** Opening Information provided block **

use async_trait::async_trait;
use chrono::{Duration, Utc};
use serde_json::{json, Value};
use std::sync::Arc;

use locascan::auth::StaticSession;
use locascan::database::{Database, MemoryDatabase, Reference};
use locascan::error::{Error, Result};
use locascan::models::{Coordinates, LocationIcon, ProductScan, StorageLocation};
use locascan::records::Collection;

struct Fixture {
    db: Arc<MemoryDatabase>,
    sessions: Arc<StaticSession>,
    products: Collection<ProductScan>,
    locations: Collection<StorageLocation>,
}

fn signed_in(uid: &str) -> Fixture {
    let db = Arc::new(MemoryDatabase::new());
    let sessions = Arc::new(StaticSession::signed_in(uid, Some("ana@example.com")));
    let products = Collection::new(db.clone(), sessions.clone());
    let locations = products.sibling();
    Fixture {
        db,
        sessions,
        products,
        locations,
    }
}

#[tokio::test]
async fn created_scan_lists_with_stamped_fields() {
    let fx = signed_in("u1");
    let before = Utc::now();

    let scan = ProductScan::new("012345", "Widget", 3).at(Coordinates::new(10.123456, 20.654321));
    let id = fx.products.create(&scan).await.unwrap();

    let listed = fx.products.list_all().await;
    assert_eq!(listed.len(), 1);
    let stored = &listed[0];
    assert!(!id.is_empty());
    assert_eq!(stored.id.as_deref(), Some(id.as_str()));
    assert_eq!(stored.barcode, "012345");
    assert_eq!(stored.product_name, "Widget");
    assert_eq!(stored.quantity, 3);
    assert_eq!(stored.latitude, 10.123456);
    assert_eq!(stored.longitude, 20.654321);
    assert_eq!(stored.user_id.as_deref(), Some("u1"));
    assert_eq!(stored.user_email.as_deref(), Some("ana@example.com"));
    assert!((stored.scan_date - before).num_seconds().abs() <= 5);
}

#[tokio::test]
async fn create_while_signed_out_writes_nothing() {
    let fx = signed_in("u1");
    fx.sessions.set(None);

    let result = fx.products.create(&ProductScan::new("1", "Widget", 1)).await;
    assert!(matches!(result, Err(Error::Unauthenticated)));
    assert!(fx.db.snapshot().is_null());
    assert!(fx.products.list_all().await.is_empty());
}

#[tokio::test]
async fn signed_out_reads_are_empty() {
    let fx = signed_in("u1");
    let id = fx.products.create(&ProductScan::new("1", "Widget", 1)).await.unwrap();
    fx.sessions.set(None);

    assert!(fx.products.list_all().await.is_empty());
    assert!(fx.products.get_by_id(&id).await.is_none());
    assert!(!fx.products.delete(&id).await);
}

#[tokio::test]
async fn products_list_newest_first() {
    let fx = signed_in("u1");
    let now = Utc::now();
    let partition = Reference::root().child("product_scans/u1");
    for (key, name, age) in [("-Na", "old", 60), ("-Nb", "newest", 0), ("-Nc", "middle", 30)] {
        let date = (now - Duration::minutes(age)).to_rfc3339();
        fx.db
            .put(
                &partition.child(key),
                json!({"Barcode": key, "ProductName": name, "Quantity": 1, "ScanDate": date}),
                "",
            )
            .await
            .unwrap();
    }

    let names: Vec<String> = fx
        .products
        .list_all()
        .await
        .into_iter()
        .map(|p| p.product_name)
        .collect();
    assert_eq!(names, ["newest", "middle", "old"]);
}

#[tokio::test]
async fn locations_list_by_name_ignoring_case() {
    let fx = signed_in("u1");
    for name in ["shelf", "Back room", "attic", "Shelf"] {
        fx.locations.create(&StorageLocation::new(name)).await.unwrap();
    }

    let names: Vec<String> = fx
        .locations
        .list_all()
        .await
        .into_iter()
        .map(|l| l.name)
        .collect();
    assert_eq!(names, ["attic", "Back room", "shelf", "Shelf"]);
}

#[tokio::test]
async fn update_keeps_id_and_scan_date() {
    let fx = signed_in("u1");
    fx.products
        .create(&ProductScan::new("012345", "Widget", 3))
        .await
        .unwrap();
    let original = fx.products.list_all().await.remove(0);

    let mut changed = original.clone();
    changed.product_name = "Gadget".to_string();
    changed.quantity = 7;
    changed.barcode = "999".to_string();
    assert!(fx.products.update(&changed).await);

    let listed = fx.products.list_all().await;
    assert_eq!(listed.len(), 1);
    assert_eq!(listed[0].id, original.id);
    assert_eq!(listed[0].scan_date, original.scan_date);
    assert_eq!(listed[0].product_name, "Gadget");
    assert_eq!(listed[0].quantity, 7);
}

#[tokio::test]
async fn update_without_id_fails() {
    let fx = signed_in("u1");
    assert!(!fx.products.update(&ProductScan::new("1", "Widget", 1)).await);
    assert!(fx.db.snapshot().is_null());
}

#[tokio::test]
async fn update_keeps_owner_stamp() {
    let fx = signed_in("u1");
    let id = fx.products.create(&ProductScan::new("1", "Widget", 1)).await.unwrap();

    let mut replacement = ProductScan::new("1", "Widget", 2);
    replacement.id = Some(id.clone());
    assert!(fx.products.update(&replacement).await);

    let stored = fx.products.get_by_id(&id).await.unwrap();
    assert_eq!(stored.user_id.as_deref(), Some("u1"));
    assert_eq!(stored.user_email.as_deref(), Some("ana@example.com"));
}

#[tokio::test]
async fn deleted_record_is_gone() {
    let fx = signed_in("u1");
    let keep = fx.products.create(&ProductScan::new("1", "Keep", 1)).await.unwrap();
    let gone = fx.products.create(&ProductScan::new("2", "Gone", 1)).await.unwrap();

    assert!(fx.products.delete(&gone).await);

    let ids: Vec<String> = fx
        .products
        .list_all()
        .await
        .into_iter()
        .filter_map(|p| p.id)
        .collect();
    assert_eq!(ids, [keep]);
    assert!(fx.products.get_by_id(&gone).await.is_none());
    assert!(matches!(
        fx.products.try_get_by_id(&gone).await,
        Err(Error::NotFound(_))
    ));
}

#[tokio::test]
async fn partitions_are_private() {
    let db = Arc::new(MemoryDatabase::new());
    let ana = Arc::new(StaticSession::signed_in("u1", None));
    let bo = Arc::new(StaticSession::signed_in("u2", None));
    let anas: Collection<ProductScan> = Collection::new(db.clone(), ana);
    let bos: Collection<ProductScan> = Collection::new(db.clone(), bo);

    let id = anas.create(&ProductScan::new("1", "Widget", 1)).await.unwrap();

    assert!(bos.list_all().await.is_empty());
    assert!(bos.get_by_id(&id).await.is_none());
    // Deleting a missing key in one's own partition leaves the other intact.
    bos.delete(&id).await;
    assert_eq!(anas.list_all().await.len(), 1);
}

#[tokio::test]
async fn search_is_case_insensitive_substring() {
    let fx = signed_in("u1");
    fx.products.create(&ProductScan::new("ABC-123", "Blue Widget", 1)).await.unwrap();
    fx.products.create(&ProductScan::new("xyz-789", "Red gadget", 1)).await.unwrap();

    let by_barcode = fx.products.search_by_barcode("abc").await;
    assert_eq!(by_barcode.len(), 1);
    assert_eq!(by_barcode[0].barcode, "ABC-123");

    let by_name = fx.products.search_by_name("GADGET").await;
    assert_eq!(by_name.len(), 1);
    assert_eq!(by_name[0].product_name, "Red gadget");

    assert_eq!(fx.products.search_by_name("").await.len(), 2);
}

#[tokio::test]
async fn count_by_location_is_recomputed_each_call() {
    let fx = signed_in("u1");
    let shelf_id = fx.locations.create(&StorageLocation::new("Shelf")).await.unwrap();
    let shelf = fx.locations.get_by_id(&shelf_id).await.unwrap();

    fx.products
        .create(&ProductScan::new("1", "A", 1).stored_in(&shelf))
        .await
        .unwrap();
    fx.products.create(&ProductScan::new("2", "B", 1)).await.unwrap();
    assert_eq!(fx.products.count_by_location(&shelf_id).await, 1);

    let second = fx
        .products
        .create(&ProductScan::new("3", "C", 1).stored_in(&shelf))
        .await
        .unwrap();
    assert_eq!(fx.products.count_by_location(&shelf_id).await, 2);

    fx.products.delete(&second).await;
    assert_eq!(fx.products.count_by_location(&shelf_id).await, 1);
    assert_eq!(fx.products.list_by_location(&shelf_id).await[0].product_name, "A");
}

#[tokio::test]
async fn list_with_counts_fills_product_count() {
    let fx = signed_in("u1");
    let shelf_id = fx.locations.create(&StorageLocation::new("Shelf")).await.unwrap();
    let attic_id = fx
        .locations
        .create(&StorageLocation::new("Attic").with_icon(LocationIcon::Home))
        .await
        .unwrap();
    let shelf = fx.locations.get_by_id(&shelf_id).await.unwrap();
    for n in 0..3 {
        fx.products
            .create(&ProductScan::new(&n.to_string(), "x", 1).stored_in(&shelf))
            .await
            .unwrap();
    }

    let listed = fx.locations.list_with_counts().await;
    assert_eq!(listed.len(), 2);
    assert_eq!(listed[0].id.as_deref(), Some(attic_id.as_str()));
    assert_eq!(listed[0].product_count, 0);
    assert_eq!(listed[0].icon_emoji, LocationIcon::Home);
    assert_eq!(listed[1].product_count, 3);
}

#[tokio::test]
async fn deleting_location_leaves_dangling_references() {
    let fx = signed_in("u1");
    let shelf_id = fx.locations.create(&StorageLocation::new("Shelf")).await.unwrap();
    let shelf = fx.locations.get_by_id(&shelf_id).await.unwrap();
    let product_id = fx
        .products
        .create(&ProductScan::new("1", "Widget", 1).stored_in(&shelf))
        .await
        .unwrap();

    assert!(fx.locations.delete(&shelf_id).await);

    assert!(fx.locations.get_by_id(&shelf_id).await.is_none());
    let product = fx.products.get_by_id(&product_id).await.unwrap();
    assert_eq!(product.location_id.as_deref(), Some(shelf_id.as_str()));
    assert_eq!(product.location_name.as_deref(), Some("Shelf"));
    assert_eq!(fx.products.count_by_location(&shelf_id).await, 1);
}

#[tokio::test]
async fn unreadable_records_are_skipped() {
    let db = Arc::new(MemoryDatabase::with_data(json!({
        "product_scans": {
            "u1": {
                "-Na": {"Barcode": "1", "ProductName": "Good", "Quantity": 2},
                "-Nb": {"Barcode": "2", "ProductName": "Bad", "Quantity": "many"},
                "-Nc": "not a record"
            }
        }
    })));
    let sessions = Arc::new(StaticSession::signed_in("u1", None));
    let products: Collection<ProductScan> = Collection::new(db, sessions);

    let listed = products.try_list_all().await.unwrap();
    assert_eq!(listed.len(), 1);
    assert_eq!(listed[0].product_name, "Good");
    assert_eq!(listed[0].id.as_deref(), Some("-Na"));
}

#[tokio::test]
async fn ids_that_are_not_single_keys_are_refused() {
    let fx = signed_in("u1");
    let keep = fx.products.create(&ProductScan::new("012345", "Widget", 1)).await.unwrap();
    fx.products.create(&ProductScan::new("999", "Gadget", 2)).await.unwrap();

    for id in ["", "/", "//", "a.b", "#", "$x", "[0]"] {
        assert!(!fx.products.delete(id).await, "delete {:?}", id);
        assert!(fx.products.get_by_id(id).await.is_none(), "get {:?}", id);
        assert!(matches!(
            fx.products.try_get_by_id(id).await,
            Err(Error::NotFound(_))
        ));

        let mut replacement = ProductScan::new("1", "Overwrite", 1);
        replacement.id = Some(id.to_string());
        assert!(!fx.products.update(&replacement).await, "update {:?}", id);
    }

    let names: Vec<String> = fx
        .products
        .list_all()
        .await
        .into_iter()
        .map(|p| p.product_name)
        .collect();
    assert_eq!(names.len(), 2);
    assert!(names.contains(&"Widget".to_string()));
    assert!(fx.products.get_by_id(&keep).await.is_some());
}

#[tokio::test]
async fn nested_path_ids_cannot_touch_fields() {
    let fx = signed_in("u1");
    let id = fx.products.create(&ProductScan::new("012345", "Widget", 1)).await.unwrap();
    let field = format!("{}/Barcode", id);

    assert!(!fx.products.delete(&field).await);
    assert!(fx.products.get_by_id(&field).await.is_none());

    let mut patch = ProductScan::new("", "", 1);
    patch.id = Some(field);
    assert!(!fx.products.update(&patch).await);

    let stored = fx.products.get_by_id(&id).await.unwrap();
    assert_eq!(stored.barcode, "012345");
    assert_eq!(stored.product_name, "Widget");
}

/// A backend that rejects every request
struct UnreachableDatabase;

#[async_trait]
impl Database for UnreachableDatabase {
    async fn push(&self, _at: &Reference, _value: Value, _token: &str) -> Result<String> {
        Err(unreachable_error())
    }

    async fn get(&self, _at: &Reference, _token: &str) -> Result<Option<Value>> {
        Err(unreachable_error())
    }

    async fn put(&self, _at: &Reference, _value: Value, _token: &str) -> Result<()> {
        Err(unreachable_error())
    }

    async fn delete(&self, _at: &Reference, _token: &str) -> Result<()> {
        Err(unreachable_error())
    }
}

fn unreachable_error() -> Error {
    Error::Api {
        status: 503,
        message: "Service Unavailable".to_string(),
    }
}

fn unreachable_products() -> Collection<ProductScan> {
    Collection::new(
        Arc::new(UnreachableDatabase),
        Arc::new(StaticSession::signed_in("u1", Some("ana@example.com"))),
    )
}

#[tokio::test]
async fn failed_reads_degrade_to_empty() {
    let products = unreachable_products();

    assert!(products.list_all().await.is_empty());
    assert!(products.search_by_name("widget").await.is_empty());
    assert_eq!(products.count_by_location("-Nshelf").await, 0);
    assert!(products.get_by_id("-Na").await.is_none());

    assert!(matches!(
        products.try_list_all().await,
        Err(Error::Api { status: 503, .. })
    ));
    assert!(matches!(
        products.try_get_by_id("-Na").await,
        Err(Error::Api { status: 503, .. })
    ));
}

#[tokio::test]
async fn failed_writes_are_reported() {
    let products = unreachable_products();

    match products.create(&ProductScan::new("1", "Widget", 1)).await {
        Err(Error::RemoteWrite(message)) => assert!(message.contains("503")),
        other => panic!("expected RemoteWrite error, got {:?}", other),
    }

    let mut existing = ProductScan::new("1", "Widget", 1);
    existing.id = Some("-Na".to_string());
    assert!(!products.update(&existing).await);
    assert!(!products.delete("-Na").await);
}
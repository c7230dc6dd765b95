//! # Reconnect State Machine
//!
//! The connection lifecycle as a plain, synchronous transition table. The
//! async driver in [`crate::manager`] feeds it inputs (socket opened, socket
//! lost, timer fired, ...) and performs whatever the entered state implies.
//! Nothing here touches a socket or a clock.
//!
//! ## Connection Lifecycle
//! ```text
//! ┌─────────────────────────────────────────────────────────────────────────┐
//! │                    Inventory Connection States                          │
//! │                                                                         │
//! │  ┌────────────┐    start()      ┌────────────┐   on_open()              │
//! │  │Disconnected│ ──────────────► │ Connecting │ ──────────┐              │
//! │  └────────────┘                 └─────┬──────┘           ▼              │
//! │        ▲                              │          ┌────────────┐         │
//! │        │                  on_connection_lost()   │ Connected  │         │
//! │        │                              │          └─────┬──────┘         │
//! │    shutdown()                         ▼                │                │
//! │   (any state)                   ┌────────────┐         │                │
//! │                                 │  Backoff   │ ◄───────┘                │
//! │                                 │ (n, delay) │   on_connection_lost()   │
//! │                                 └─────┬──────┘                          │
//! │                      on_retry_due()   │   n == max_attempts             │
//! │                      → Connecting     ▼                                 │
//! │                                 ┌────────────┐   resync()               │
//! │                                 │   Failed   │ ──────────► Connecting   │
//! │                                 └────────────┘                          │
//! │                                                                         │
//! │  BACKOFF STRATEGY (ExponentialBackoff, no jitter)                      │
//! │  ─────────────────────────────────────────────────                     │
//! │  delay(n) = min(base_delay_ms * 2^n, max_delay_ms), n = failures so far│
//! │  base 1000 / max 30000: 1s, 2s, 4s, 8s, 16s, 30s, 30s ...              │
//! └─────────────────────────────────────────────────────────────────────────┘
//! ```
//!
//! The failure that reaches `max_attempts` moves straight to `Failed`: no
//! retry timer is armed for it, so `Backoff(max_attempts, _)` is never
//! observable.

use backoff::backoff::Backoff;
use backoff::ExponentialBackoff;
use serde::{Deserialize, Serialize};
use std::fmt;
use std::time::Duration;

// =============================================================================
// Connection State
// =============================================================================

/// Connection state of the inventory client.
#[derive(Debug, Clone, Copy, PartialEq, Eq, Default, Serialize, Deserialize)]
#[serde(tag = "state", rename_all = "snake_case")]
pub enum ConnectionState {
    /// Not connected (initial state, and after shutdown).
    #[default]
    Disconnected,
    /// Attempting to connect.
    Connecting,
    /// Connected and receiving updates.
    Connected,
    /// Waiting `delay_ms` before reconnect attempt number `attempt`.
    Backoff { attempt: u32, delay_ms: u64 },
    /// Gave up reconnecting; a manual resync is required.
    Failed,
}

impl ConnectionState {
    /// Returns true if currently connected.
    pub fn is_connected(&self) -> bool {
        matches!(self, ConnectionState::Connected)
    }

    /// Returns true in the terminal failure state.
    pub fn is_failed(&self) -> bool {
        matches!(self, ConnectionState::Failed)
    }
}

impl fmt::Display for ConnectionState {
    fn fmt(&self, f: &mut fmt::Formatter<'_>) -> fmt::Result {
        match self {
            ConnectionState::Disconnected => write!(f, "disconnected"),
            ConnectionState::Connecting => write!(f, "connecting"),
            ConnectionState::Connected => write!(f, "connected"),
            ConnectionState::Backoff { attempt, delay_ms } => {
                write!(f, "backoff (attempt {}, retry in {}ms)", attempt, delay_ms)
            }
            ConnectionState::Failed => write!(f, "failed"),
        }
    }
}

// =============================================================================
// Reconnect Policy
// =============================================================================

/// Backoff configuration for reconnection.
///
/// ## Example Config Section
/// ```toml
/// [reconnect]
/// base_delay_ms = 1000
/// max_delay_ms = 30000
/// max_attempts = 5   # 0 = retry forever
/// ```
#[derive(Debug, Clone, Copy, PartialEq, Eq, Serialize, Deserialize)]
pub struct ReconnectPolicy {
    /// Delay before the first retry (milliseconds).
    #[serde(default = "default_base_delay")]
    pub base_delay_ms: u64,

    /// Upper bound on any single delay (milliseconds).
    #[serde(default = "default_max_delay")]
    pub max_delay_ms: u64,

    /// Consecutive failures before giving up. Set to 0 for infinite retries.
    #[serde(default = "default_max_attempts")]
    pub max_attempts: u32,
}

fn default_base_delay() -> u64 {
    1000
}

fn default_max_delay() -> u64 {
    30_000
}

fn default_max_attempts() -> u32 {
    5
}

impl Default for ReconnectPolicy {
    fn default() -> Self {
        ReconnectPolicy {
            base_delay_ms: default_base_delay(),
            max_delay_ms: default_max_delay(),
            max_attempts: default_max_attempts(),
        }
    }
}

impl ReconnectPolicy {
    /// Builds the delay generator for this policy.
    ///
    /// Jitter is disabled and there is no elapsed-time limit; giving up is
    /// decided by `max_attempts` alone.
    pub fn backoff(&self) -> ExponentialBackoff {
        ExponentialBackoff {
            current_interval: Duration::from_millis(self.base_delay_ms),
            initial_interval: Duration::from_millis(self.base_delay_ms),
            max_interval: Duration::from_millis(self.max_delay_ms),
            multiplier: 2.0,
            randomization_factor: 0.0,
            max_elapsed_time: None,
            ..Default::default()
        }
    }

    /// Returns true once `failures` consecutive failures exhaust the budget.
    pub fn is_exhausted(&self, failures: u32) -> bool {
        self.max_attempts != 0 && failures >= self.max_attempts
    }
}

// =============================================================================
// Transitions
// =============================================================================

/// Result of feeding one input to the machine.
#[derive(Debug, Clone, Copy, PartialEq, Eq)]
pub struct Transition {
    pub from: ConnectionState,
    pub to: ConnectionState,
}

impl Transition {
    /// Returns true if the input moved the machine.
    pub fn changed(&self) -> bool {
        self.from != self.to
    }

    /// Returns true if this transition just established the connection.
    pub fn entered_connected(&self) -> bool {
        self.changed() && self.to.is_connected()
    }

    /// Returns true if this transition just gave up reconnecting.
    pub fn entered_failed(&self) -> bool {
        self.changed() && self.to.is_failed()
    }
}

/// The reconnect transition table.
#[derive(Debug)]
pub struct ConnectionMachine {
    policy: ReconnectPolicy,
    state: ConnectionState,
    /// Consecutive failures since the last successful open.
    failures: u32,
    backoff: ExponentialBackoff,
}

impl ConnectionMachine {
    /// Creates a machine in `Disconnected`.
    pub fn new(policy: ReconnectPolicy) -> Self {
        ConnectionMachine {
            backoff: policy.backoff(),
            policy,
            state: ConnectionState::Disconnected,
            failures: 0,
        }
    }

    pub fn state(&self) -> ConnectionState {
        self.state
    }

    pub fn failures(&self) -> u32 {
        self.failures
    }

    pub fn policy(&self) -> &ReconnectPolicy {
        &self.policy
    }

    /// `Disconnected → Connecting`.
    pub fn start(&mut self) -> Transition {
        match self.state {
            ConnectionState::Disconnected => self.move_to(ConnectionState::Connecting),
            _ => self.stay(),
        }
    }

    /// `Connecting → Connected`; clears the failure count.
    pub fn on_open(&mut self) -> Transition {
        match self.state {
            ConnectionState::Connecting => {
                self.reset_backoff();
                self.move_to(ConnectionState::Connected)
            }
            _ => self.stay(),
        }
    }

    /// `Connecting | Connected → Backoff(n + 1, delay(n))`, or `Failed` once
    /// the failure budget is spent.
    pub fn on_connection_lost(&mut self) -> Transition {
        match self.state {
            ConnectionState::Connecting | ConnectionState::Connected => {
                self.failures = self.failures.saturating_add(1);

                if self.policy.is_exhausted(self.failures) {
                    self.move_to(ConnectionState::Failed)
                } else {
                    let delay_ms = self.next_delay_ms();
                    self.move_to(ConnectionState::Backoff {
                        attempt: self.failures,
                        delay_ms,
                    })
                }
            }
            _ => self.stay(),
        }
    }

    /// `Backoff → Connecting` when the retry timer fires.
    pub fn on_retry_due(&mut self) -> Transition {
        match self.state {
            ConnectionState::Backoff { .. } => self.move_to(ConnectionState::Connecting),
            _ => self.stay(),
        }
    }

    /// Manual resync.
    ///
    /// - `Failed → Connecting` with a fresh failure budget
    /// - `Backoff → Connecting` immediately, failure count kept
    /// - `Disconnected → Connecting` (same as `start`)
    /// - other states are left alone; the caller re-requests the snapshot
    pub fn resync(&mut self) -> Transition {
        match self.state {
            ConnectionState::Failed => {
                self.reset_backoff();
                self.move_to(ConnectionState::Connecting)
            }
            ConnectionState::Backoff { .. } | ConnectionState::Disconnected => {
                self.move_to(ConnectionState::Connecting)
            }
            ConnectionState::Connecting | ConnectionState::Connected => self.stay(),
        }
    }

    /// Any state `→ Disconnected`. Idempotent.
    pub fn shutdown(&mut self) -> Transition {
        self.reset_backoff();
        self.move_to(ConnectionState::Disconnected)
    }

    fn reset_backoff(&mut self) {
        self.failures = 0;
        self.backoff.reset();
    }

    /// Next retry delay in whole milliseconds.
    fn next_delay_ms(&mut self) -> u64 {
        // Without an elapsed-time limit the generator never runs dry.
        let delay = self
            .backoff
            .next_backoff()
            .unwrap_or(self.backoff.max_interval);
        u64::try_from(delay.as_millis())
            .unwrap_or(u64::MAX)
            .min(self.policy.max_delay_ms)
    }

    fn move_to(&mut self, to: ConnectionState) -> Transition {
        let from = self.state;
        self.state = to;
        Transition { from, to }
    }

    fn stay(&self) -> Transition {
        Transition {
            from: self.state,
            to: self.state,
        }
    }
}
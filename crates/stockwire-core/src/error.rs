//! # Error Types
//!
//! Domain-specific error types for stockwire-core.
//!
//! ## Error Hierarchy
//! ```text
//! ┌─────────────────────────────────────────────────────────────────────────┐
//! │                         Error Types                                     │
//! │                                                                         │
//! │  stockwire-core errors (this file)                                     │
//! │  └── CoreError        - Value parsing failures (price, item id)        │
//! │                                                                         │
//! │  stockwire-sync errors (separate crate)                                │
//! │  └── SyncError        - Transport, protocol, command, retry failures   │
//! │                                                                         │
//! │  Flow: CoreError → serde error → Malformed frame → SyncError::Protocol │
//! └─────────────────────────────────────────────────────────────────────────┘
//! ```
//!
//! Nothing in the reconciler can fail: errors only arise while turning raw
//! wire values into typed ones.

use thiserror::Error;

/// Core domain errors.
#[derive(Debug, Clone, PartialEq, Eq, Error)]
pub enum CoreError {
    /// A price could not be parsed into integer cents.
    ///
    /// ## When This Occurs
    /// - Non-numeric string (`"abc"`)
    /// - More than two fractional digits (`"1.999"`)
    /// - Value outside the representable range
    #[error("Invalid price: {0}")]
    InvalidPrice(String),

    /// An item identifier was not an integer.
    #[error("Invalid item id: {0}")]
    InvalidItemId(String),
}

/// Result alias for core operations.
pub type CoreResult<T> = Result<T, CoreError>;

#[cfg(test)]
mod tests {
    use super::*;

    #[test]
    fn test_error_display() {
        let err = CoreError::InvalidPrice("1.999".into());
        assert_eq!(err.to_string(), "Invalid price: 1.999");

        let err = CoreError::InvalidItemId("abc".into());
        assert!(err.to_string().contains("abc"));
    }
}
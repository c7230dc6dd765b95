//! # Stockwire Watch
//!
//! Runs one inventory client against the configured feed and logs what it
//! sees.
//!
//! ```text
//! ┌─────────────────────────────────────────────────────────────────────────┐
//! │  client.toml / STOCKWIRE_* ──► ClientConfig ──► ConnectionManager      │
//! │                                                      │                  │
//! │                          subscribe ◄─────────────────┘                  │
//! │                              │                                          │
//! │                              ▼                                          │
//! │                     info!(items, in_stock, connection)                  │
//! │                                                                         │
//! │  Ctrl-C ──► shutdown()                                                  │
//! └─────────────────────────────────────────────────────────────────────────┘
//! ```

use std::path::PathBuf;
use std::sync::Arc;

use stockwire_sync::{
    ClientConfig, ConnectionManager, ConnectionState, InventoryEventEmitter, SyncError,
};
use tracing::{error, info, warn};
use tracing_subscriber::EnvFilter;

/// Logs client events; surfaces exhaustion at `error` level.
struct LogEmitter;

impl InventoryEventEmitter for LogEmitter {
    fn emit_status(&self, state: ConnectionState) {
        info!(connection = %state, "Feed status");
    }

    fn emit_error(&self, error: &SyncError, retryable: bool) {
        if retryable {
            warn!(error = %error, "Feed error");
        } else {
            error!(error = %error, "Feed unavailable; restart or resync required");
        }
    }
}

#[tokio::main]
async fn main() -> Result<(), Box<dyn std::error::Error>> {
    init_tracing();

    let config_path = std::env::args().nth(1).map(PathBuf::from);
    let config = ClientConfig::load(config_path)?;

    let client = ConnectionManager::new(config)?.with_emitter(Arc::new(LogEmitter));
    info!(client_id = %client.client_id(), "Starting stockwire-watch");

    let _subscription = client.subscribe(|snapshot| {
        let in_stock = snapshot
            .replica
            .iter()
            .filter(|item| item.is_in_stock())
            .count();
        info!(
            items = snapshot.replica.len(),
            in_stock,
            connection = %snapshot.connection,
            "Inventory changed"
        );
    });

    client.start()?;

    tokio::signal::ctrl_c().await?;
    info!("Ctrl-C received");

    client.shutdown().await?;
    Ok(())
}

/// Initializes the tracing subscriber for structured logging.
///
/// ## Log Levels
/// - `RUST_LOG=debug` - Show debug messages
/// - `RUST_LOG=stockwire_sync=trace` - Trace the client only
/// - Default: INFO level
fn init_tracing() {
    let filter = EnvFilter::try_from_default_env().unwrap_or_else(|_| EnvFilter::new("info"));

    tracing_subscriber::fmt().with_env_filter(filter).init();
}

** Closing Information provided block **

### Task
Please give an exact restatement of only the lines from the beginning of the material above to the line with "assert_eq!(stored.quantity, 3);", inclusive.

### Task result
use async_trait::async_trait;
use chrono::{Duration, Utc};
use serde_json::{json, Value};
use std::sync::Arc;

use locascan::auth::StaticSession;
use locascan::database::{Database, MemoryDatabase, Reference};
use locascan::error::{Error, Result};
use locascan::models::{Coordinates, LocationIcon, ProductScan, StorageLocation};
use locascan::records::Collection;

struct Fixture {
    db: Arc<MemoryDatabase>,
    sessions: Arc<StaticSession>,
    products: Collection<ProductScan>,
    locations: Collection<StorageLocation>,
}

fn signed_in(uid: &str) -> Fixture {
    let db = Arc::new(MemoryDatabase::new());
    let sessions = Arc::new(StaticSession::signed_in(uid, Some("ana@example.com")));
    let products = Collection::new(db.clone(), sessions.clone());
    let locations = products.sibling();
    Fixture {
        db,
        sessions,
        products,
        locations,
    }
}

#[tokio::test]
async fn created_scan_lists_with_stamped_fields() {
    let fx = signed_in("u1");
    let before = Utc::now();

    let scan = ProductScan::new("012345", "Widget", 3).at(Coordinates::new(10.123456, 20.654321));
    let id = fx.products.create(&scan).await.unwrap();

    let listed = fx.products.list_all().await;
    assert_eq!(listed.len(), 1);
    let stored = &listed[0];
    assert!(!id.is_empty());
    assert_eq!(stored.id.as_deref(), Some(id.as_str()));
    assert_eq!(stored.barcode, "012345");
    assert_eq!(stored.product_name, "Widget");
    assert_eq!(stored.quantity, 3);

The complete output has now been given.